The List’s ex-books editor chats about her debut novel, The Gracekeepers

Last year, ex-List books editor Kirsty Logan’s first short story collection, The Rental Heart and other Fairytales, came out to critical acclaim. May sees the release of her first novel, The Gracekeepers. It follows North, a performer in a circus that travels a world that’s been flooded, and Callanish, a ‘gracekeeper’ who officiates funeral rituals in this drowned world. She chatted to us about the authors and real-life events that inspired the book.

The Rental Heart was so well-received, were you surprised by the reaction?
I still find it hard to think that anyone at all has read the book, to be honest. For so long, the stories only existed in my brain – it feels revealing and a little uncomfortable to think that thousands of people have now wandered through these imaginary worlds I created. It's like a whole room of strangers reading your diary – except that you, foolishly, have given it to them.

Tell us a little bit about The Gracekeepers. How did you get the idea for this story?
I wrote the book a few years after my dad died very suddenly at the age of 58. After he died, I felt so lost, and I just wanted someone to tell me what to do. I envied religions and societies with a formalised grieving procedure, such as Catholicism or Victorian mourning rituals. I wanted a list of steps to follow; a time when my grieving would be over. I know now that grief doesn't work that way – that it can't fit into a series of steps, that it's different for everyone, and that it's not just a stage you go through and then it's over.

One afternoon I was out on a boat with my uncle, and on the water I saw floating lights in cages. They looked like birdcages, and I started to wonder why there would be birdcages at sea. An idea popped into my head about graces – birds used as grave markers whose death marks the end of mourning – and the whole novel began from there.

Your stories have such a magical quality. What draws you to this genre?
A fairy tale is a story that resonates through time and place. The stories deal with tropes, so the mother of a fairy tale is every mother; a broken heart is every broken heart; a lost child is every lost child. A fairy tale about a young girl going on a quest to find her dead father is relevant to me, a grown woman living in modern Glasgow, because the father in that story is my own father. The girl in the story is me, and you, and everyone. The truths of a fairy tale are relevant to us all, no matter our specific circumstances.
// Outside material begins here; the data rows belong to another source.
//! Tree Map Viewer - Application Library
//!
//! Desktop front end for the tree inventory map. Wires the map widget to the
//! viewport-bounds cache in `tree-map-lib`.

mod app;
pub mod logging;

pub use app::TreeMapApp;
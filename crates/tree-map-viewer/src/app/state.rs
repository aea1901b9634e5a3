//! Application state management
//!
//! Owns the tree map service and the UI-only settings around it.

use crate::app::settings::Settings;
use std::sync::Arc;
use tree_map_lib::{HttpTreeApi, MapFilters, Popup, TreeMapService};

/// Main application state
pub struct AppState {
    /// Cache, fetch orchestration and detail lookup
    pub service: TreeMapService,

    /// Current UI settings
    pub ui_settings: UiSettings,

    /// Cluster popup pinned by a click
    pub pinned_popup: Option<Popup>,
}

/// UI-specific settings that can be adjusted at runtime
#[derive(Clone, Debug, PartialEq)]
pub struct UiSettings {
    /// Whether sidebar is open
    pub sidebar_open: bool,

    /// Show the marker color legend
    pub show_legend: bool,

    /// Show cache counters in the status section
    pub show_cache_stats: bool,
}

impl Default for UiSettings {
    fn default() -> Self {
        Self {
            sidebar_open: true,
            show_legend: true,
            show_cache_stats: false,
        }
    }
}

impl AppState {
    pub fn new(settings: &Settings) -> tree_map_lib::Result<Self> {
        let api = HttpTreeApi::new(settings.api_config())?;
        tracing::info!("Using tree inventory API at {}", api.base_url());

        let service = TreeMapService::new(Arc::new(api), settings.cache_policy())?;

        Ok(Self {
            service,
            ui_settings: UiSettings::default(),
            pinned_popup: None,
        })
    }

    /// Change one filter; the map refetches if the result is not cached
    pub fn update_filters(&mut self, filters: MapFilters) {
        self.pinned_popup = None;
        self.service.set_filters(filters);
    }

    /// Drop all cached data and reload what is on screen
    pub fn reload(&mut self) {
        self.pinned_popup = None;
        self.service.invalidate();
    }
}
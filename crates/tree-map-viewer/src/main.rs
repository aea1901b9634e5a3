#![cfg_attr(not(debug_assertions), windows_subsystem = "windows")] // hide console window on Windows in release

// The binary uses the library, not duplicate modules
use tree_map_viewer::{TreeMapApp, logging};

const APP_NAME: &str = "Tree Map Viewer";

fn main() {
    logging::setup_logging();
    logging::log_version_info();

    let rt = match tokio::runtime::Builder::new_multi_thread()
        .enable_all()
        .build()
    {
        Ok(rt) => rt,
        Err(e) => {
            tracing::error!("Failed to create Tokio runtime: {e}");
            std::process::exit(1);
        }
    };

    // The app spawns its fetches on this runtime, so it must be entered first
    rt.block_on(async {
        let native_options = eframe::NativeOptions {
            viewport: egui::ViewportBuilder::default()
                .with_inner_size([1280.0, 720.0])
                .with_title(APP_NAME),
            ..Default::default()
        };

        if let Err(e) = eframe::run_native(
            APP_NAME,
            native_options,
            Box::new(|cc| Ok(Box::new(TreeMapApp::new(cc)))),
        ) {
            tracing::error!("{APP_NAME} exited with an error: {e}");
        }
    });
}
#[cfg(test)]
mod tests {
    use super::*;

    fn tree(id: &str, status: TreeStatus, health: TreeHealth) -> TreeMapItem {
        TreeMapItem {
            id: id.to_string(),
            tree_code: format!("TR-{id}"),
            species: "Pterocarpus indicus".to_string(),
            common_name: Some("Narra".to_string()),
            latitude: 15.03,
            longitude: 120.69,
            address: Some("Dolores, San Fernando".to_string()),
            barangay: None,
            status,
            health,
        }
    }

    fn cluster(lat: f64, lng: f64, count: u64) -> TreeCluster {
        TreeCluster {
            cluster_lat: lat,
            cluster_lng: lng,
            tree_count: count,
            sample_id: None,
            sample_code: None,
            sample_species: Some("Acacia".to_string()),
        }
    }

    #[test]
    fn test_cluster_radius_bounds_and_monotonicity() {
        assert_eq!(cluster_radius(0), 20.0);
        assert_eq!(cluster_radius(1), 20.0);
        assert_eq!(cluster_radius(4), 26.0);
        assert_eq!(cluster_radius(8), 34.0);
        assert_eq!(cluster_radius(1_000_000), 50.0);

        let mut previous = cluster_radius(0);
        for count in 1..5000u64 {
            let r = cluster_radius(count);
            assert!((20.0..=50.0).contains(&r), "radius {r} out of range for {count}");
            assert!(r >= previous, "radius decreased at {count}");
            previous = r;
        }
    }

    #[test]
    fn test_marker_colors() {
        assert_eq!(marker_color(TreeStatus::Alive, TreeHealth::Healthy).to_hex(), "#22c55e");
        assert_eq!(
            marker_color(TreeStatus::Alive, TreeHealth::NeedsAttention).to_hex(),
            "#eab308"
        );
        assert_eq!(marker_color(TreeStatus::Alive, TreeHealth::Diseased).to_hex(), "#f97316");
        assert_eq!(marker_color(TreeStatus::Cut, TreeHealth::Healthy).to_hex(), "#ef4444");
        assert_eq!(marker_color(TreeStatus::Replaced, TreeHealth::Healthy).to_hex(), "#3b82f6");
        assert_eq!(marker_color(TreeStatus::Dead, TreeHealth::Dead).to_hex(), "#6b7280");
    }

    #[test]
    fn test_render_markers_picks_list_by_mode() {
        let clusters = vec![cluster(15.0, 120.7, 10), cluster(15.1, 120.8, 3)];
        let items = vec![tree("a", TreeStatus::Alive, TreeHealth::Healthy)];

        let markers = render_markers(true, &clusters, &items);
        assert_eq!(markers.len(), 2);
        assert_eq!(markers[1].id, MarkerId::Cluster(1));
        assert!(markers[0].tree_id().is_none());

        let markers = render_markers(false, &clusters, &items);
        assert_eq!(markers.len(), 1);
        assert_eq!(markers[0].tree_id(), Some("a"));
        assert_eq!(markers[0].radius, TREE_MARKER_RADIUS);
    }

    #[test]
    fn test_popup_text() {
        let marker = Marker::for_tree(&tree("a", TreeStatus::Alive, TreeHealth::NeedsAttention));
        let text = marker.popup.text();
        assert!(text.starts_with("TR-a\nPterocarpus indicus\nDolores, San Fernando"));
        assert!(text.ends_with("ALIVE · NEEDS ATTENTION"));

        let marker = Marker::for_cluster(0, &cluster(15.0, 120.7, 42));
        let text = marker.popup.text();
        assert!(text.contains("42 trees in this area"));
        assert!(text.contains("Including: Acacia"));
    }

    #[test]
    fn test_memo_reuses_unchanged_markers() {
        let mut memo = MarkerMemo::new();
        let data = MapData::Trees(Arc::new(vec![
            tree("a", TreeStatus::Alive, TreeHealth::Healthy),
            tree("b", TreeStatus::Cut, TreeHealth::Dead),
        ]));

        let first = memo.markers(&data);
        let second = memo.markers(&data);
        assert_eq!(memo.built_count(), 2);
        assert!(Arc::ptr_eq(&first[0], &second[0]));
        assert!(Arc::ptr_eq(&first[1], &second[1]));
    }

    #[test]
    fn test_memo_rebuilds_changed_and_evicts_missing() {
        let mut memo = MarkerMemo::new();
        let before = MapData::Trees(Arc::new(vec![
            tree("a", TreeStatus::Alive, TreeHealth::Healthy),
            tree("b", TreeStatus::Alive, TreeHealth::Healthy),
        ]));
        let first = memo.markers(&before);

        let after = MapData::Trees(Arc::new(vec![
            tree("a", TreeStatus::Alive, TreeHealth::Healthy),
            tree("c", TreeStatus::Alive, TreeHealth::Diseased),
            tree("b", TreeStatus::Cut, TreeHealth::Healthy),
        ]));
        let second = memo.markers(&after);

        assert!(Arc::ptr_eq(&first[0], &second[0]));
        assert!(!Arc::ptr_eq(&first[1], &second[2]));
        assert_eq!(second[2].style.fill, MarkerColor::RED);
        assert_eq!(memo.built_count(), 4);

        let only_a = MapData::Trees(Arc::new(vec![tree("a", TreeStatus::Alive, TreeHealth::Healthy)]));
        memo.markers(&only_a);
        assert_eq!(memo.len(), 1);
    }

    #[test]
    fn test_memo_clusters_by_index() {
        let mut memo = MarkerMemo::new();
        let data = MapData::Clusters(Arc::new(vec![cluster(15.0, 120.7, 10), cluster(15.1, 120.8, 3)]));
        let first = memo.markers(&data);
        let second = memo.markers(&data);
        assert!(Arc::ptr_eq(&first[1], &second[1]));

        memo.clear();
        assert!(memo.is_empty());
        let third = memo.markers(&data);
        assert!(!Arc::ptr_eq(&first[0], &third[0]));
    }

    #[test]
    fn test_equal_or_shared_list_reuses_markers() {
        let mut memo = MarkerMemo::new();
        let data = MapData::Clusters(Arc::new(vec![cluster(15.0, 120.7, 10)]));
        let first = memo.markers(&data);
        assert!(Arc::ptr_eq(&first[0], &memo.markers(&data.clone())[0]));

        // An equal but separately allocated list goes through the identity map
        let copy = MapData::Clusters(Arc::new(vec![cluster(15.0, 120.7, 10)]));
        let second = memo.markers(&copy);
        assert!(Arc::ptr_eq(&first[0], &second[0]));
        assert_eq!(memo.built_count(), 1);
    }

    #[test]
    fn test_panning_keeps_cluster_identity() {
        let mut memo = MarkerMemo::new();
        let data = MapData::Clusters(Arc::new(vec![
            cluster(14.96, 120.7, 4),
            cluster(15.0, 120.7, 10),
            cluster(15.02, 120.7, 7),
        ]));

        let before = ViewportBounds::new(14.95, 120.65, 15.05, 120.75).unwrap();
        let after = ViewportBounds::new(14.97, 120.65, 15.07, 120.75).unwrap();
        let a = in_viewport(&memo.markers(&data), &before);
        let b = in_viewport(&memo.markers(&data), &after);

        assert_eq!(a.len(), 3);
        assert_eq!(b.len(), 2);
        assert!(Arc::ptr_eq(&a[1], &b[0]));
        assert!(Arc::ptr_eq(&a[2], &b[1]));
        assert_eq!(b[0].id, MarkerId::Cluster(1));
        assert_eq!(memo.built_count(), 3);
        assert_eq!(b.iter().map(|m| m.trees_represented()).sum::<u64>(), 17);
    }

    #[test]
    fn test_visible_filters_to_viewport() {
        let viewport = ViewportBounds::new(14.95, 120.65, 15.05, 120.75).unwrap();
        let data = MapData::Clusters(Arc::new(vec![cluster(15.0, 120.7, 10), cluster(15.12, 120.8, 3)]));
        let shown = visible(&data, &viewport);
        assert_eq!(shown.len(), 1);
        assert_eq!(display_count(&shown), 10);
        assert_eq!(display_count(&data), 13);
    }
}
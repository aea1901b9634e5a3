//! Logging initialization
//!
//! Installs a `tracing` subscriber with an `EnvFilter`-driven fmt layer. When
//! `RUST_LOG` is unset a default suited to the build profile is used.

use tracing_subscriber::EnvFilter;
use tracing_subscriber::fmt;
use tracing_subscriber::prelude::*;

const DEFAULT_DEBUG_FILTER: &str =
    "debug,tree_map_lib=trace,eframe=warn,egui::context=warn,walkers=info,hyper_util=info,reqwest::connect=info";
const DEFAULT_RELEASE_FILTER: &str = "info,eframe=warn,walkers=info";

/// Must run before anything logs
pub fn setup_logging() {
    let defaulted = std::env::var("RUST_LOG").is_err();
    if defaulted {
        // Safety: single-threaded at startup
        unsafe {
            std::env::set_var(
                "RUST_LOG",
                if cfg!(debug_assertions) {
                    DEFAULT_DEBUG_FILTER
                } else {
                    DEFAULT_RELEASE_FILTER
                },
            );
        }
    }

    let fmt_layer = fmt::layer().with_filter(EnvFilter::from_default_env());
    tracing_subscriber::registry().with(fmt_layer).init();

    if defaulted {
        tracing::info!(
            "RUST_LOG set to default: {}",
            std::env::var("RUST_LOG").unwrap_or_default()
        );
    }
}

/// Log the crate version once at startup
pub fn log_version_info() {
    tracing::info!(
        "{} v{} (tree-map-lib)",
        env!("CARGO_PKG_NAME"),
        env!("CARGO_PKG_VERSION")
    );
}
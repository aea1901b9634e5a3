//! UI panels for the application
//!
//! Sidebar with filters, legend, fetch status and the tree detail view, plus the
//! small overlays drawn on top of the map.

use crate::app::plugin::to_color32;
use crate::app::state::AppState;
use egui::{Color32, RichText, Ui};
use tree_map_lib::{
    DetailState, MapFilters, MapView, Popup, TreeDetail, TreeHealth, TreeStatus, marker_color,
};

/// Render the sidebar toggle button (overlaid on top-right of map)
pub fn sidebar_toggle_button(ui: &mut Ui, state: &mut AppState) {
    let button_size = egui::vec2(40.0, 40.0);
    let margin = 10.0;

    let rect = ui.max_rect();
    let button_pos = rect.right_top() + egui::vec2(-button_size.x - margin, margin);
    let button_rect = egui::Rect::from_min_size(button_pos, button_size);

    let response = ui.allocate_rect(button_rect, egui::Sense::click());
    if response.clicked() {
        state.ui_settings.sidebar_open = !state.ui_settings.sidebar_open;
    }

    let bg_color = if response.hovered() {
        ui.visuals().widgets.hovered.bg_fill
    } else {
        ui.visuals().widgets.inactive.bg_fill
    };
    ui.painter().rect_filled(button_rect, 5.0, bg_color);

    let icon = if state.ui_settings.sidebar_open {
        "✕"
    } else {
        "☰"
    };
    ui.painter().text(
        button_rect.center(),
        egui::Align2::CENTER_CENTER,
        icon,
        egui::FontId::proportional(20.0),
        ui.visuals().text_color(),
    );
}

/// Title bar overlay: tree count and fetch status
pub fn map_header_overlay(ui: &mut Ui, view: &MapView) {
    let rect = ui.max_rect();
    let pos = rect.left_top() + egui::vec2(10.0, 10.0);

    let mut text = format!("Tree Map ({} trees)", view.display_count);
    if view.is_fetching {
        text.push_str("  ⟳");
    }
    let galley = ui.painter().layout_no_wrap(
        text,
        egui::FontId::proportional(15.0),
        Color32::from_gray(20),
    );
    let bg = egui::Rect::from_min_size(pos, galley.size() + egui::vec2(16.0, 10.0));
    ui.painter()
        .rect_filled(bg, 6.0, Color32::from_white_alpha(230));
    ui.painter()
        .galley(bg.min + egui::vec2(8.0, 5.0), galley, Color32::from_gray(20));

    if view.is_loading {
        ui.painter().text(
            rect.center(),
            egui::Align2::CENTER_CENTER,
            "Loading trees...",
            egui::FontId::proportional(18.0),
            Color32::from_black_alpha(200),
        );
    }
}

/// Cluster popup pinned by a click
pub fn pinned_popup_window(ctx: &egui::Context, state: &mut AppState) {
    let Some(popup @ Popup::Cluster { .. }) = state.pinned_popup.clone() else {
        return;
    };

    let mut open = true;
    egui::Window::new("Tree cluster")
        .collapsible(false)
        .resizable(false)
        .open(&mut open)
        .anchor(egui::Align2::LEFT_BOTTOM, [10.0, -30.0])
        .show(ctx, |ui| {
            for (i, line) in popup.text().lines().enumerate() {
                if i == 0 {
                    ui.label(RichText::new(line).strong());
                } else {
                    ui.label(RichText::new(line).small().weak());
                }
            }
        });
    if !open {
        state.pinned_popup = None;
    }
}

/// Render the main sidebar
pub fn render_sidebar(ctx: &egui::Context, state: &mut AppState, view: &MapView) {
    if !state.ui_settings.sidebar_open {
        return;
    }

    egui::SidePanel::right("main_sidebar")
        .default_width(320.0)
        .min_width(260.0)
        .max_width(450.0)
        .resizable(true)
        .show(ctx, |ui| {
            egui::ScrollArea::vertical()
                .auto_shrink([false, false])
                .show(ui, |ui| {
                    render_filters_section(ui, state);
                    ui.add_space(8.0);
                    ui.separator();
                    render_status_section(ui, state, view);
                    ui.add_space(8.0);
                    ui.separator();
                    if state.ui_settings.show_legend {
                        render_legend_section(ui);
                        ui.add_space(8.0);
                        ui.separator();
                    }
                    render_detail_section(ui, state);
                });
        });
}

fn render_filters_section(ui: &mut Ui, state: &mut AppState) {
    ui.label(RichText::new("🔎 Filters").strong());
    ui.add_space(6.0);

    let mut filters: MapFilters = state.service.filters();

    egui::Grid::new("filters_grid")
        .num_columns(2)
        .spacing([12.0, 8.0])
        .show(ui, |ui| {
            ui.label("Status:");
            egui::ComboBox::from_id_salt("status_filter")
                .selected_text(filters.status.map_or("All", |s| s.label()))
                .show_ui(ui, |ui| {
                    ui.selectable_value(&mut filters.status, None, "All");
                    for status in TreeStatus::all() {
                        ui.selectable_value(&mut filters.status, Some(*status), status.label());
                    }
                });
            ui.end_row();

            ui.label("Health:");
            egui::ComboBox::from_id_salt("health_filter")
                .selected_text(filters.health.map_or("All", |h| h.label()))
                .show_ui(ui, |ui| {
                    ui.selectable_value(&mut filters.health, None, "All");
                    for health in TreeHealth::all() {
                        ui.selectable_value(&mut filters.health, Some(*health), health.label());
                    }
                });
            ui.end_row();
        });

    if filters != state.service.filters() {
        state.update_filters(filters);
    }

    ui.add_space(4.0);
    ui.horizontal(|ui| {
        if ui
            .add_enabled(!filters.is_empty(), egui::Button::new("Clear filters"))
            .clicked()
        {
            state.update_filters(MapFilters::default());
        }
        if ui.button("⟳ Reload").clicked() {
            state.reload();
        }
    });
}

fn render_status_section(ui: &mut Ui, state: &mut AppState, view: &MapView) {
    ui.label(RichText::new("📊 Map").strong());
    ui.add_space(4.0);

    egui::Grid::new("status_grid")
        .num_columns(2)
        .spacing([12.0, 4.0])
        .show(ui, |ui| {
            ui.label("Zoom:");
            ui.label(RichText::new(format!("{:.1}", view.zoom)).strong());
            ui.end_row();

            ui.label("Mode:");
            let mode = if view.use_clusters {
                "Clusters"
            } else {
                "Individual trees"
            };
            ui.label(RichText::new(mode).strong());
            ui.end_row();

            ui.label("Trees:");
            ui.label(RichText::new(view.display_count.to_string()).strong());
            ui.end_row();

            ui.label("Data:");
            let color = if view.is_fetching {
                ui.visuals().warn_fg_color
            } else if view.from_cache {
                Color32::GREEN
            } else {
                ui.visuals().text_color()
            };
            ui.label(RichText::new(view.status_text()).color(color));
            ui.end_row();

            if state.ui_settings.show_cache_stats {
                let stats = state.service.stats();
                ui.label("Fetches:");
                ui.label(stats.fetches_issued.to_string());
                ui.end_row();

                ui.label("Cache hits:");
                ui.label(stats.cache_hits.to_string());
                ui.end_row();

                ui.label("Discarded:");
                ui.label(stats.stale_discarded.to_string());
                ui.end_row();
            }
        });

    if view.use_clusters {
        ui.add_space(4.0);
        ui.label(
            RichText::new(format!(
                "Zoom to {:.0}+ to see individual trees",
                state.service.policy().cluster_zoom_threshold
            ))
            .small()
            .weak(),
        );
    }

    if let Some(error) = &view.error {
        ui.add_space(4.0);
        ui.label(
            RichText::new(format!("⚠ {error}"))
                .small()
                .color(Color32::RED),
        );
    }

    ui.add_space(4.0);
    ui.horizontal(|ui| {
        ui.checkbox(&mut state.ui_settings.show_legend, "Legend");
        ui.checkbox(&mut state.ui_settings.show_cache_stats, "Cache stats");
    });
}

fn legend_row(ui: &mut Ui, color: Color32, label: &str) {
    ui.horizontal(|ui| {
        let (rect, _) = ui.allocate_exact_size(egui::vec2(12.0, 12.0), egui::Sense::hover());
        ui.painter().circle(
            rect.center(),
            6.0,
            color,
            egui::Stroke::new(1.0, Color32::WHITE),
        );
        ui.label(RichText::new(label).small());
    });
}

fn render_legend_section(ui: &mut Ui) {
    ui.label(RichText::new("🎨 Legend").strong());
    ui.add_space(4.0);

    ui.label(RichText::new("Alive trees by health").small().weak());
    for health in TreeHealth::all() {
        let color = to_color32(marker_color(TreeStatus::Alive, *health), 1.0);
        legend_row(ui, color, health.label());
    }

    ui.add_space(4.0);
    ui.label(RichText::new("Other trees by status").small().weak());
    for status in TreeStatus::all()
        .iter()
        .filter(|s| **s != TreeStatus::Alive)
    {
        let color = to_color32(marker_color(*status, TreeHealth::Unknown), 1.0);
        legend_row(ui, color, status.label());
    }
}

fn render_detail_section(ui: &mut Ui, state: &mut AppState) {
    ui.label(RichText::new("🌳 Tree details").strong());
    ui.add_space(4.0);

    let mut close = false;
    match state.service.detail_state() {
        DetailState::Idle => {
            ui.label(
                RichText::new("Click a tree on the map to see its details")
                    .small()
                    .weak(),
            );
        }
        DetailState::Loading(_) => {
            ui.horizontal(|ui| {
                ui.spinner();
                ui.label("Loading tree details...");
            });
        }
        DetailState::Loaded(detail) => {
            render_detail(ui, detail);
            close = ui.button("Close").clicked();
        }
        other @ (DetailState::NotFound(_) | DetailState::Failed(..)) => {
            ui.label(
                RichText::new(other.message().unwrap_or_default())
                    .color(ui.visuals().warn_fg_color),
            );
            close = ui.button("Close").clicked();
        }
    }

    if close {
        state.service.clear_selection();
    }
}

fn render_detail(ui: &mut Ui, detail: &TreeDetail) {
    ui.label(RichText::new(&detail.tree_code).strong().monospace());
    ui.label(RichText::new(detail.title()).italics());
    ui.add_space(4.0);

    let color = to_color32(marker_color(detail.status, detail.health), 1.0);
    ui.horizontal(|ui| {
        ui.label(RichText::new(detail.status.label()).color(color).strong());
        ui.label(RichText::new(detail.health.label()).color(color));
    });
    ui.add_space(4.0);

    egui::Grid::new("detail_grid")
        .num_columns(2)
        .spacing([12.0, 4.0])
        .show(ui, |ui| {
            let mut row = |label: &str, value: Option<String>| {
                if let Some(value) = value {
                    ui.label(label);
                    ui.label(value);
                    ui.end_row();
                }
            };
            row("Common name:", Some(detail.common_name.clone()).filter(|s| !s.is_empty()));
            row("Address:", detail.address.clone());
            row("Barangay:", detail.barangay.clone());
            row(
                "Location:",
                detail
                    .latitude
                    .zip(detail.longitude)
                    .map(|(lat, lng)| format!("{lat:.5}, {lng:.5}")),
            );
            row("Height:", detail.height_meters.map(|h| format!("{h:.1} m")));
            row("Diameter:", detail.diameter_cm.map(|d| format!("{d:.0} cm")));
            row("Age:", detail.age_years.map(|a| format!("{a} years")));
            row("Planted:", detail.planted_date.clone());
            row("Cut:", detail.cutting_date.clone());
            row("Cut reason:", detail.cutting_reason.clone());
            row("Managed by:", detail.managed_by.clone());
            row("Contact:", detail.contact_person.clone());
            row("Phone:", detail.contact_number.clone());
        });

    if let Some(notes) = &detail.notes {
        ui.add_space(4.0);
        ui.label(RichText::new(notes).small());
    }

    if !detail.photos.is_empty() {
        ui.add_space(4.0);
        ui.label(RichText::new(format!("📷 Photos ({})", detail.photos.len())).small());
        for photo in &detail.photos {
            ui.hyperlink_to(RichText::new(&photo.filename).small(), &photo.url);
        }
    }
}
Which authors would you say have influenced your style the most?
Emma Donoghue and Angela Carter were both big influences, stylistically and thematically, particularly in their story collections Kissing the Witch and The Bloody Chamber. I read both of them during my undergraduate degree – I wrote my thesis on retold fairytales. Donoghue and Carter use such rich description, and consider political and feminist issues with intelligence and delicacy. I find that no matter what I try to write about, I always come back to their themes of circuses, fairy tales, queer love, the mysterious and violent, the dramatic.

I'm also strongly influenced by the stories of my childhood. My father spent part of his childhood in Nigeria (also Yorkshire, Bute and Glasgow – like me, he had a bit of a hybrid accent!). He used to tell me stories about it when I was a child, which I called the 'when you were a little boy in Africa' stories. These included climbing a tree to escape from a snake, getting his head cracked open with a coconut, and swimming across a flooded river.

He also used to read me Rudyard Kipling's Just So Stories, and they all got mixed up in my head until I thought that Kipling's stories had really happened to my dad. I believed that he was there when the elephant's child (oh best beloved) had his trunk stretched by the crocodile on the banks of the great grey green greasy Limpopo river, all set about with fever trees. To this day, I don't know how many of my dad's stories were really true, and how many he just made up to quieten his story-hungry child!

My uncle is a Buddhist, and he gave me books about Siddhartha and Indian fables, which I adored – they had such beautiful illustrations, and I loved the descriptions of exotic food. I also heard a lot of Scottish rhymes and fables from my grandparents: selkies, sea creatures, fisherfolk, Kings and Queens, ‘You shall have a fishy on a little dishie, you shall have a fishy when the boat comes in.’ My childhood was very rich in stories.

In the book, the world has been flooded. Did you have a political, climate-change related message in mind with regards to the setting or is this incidental?
The novel isn't a polemic. In writing it, I did end up exploring political issues: climate change, global finance, gender, sexuality, race, and equal rights. They all arose naturally during the writing process, rather than being hot button issues I just plopped into the narrative. For me, political concerns came second to the story. I prefer to present readers with situations and let them draw their own conclusions.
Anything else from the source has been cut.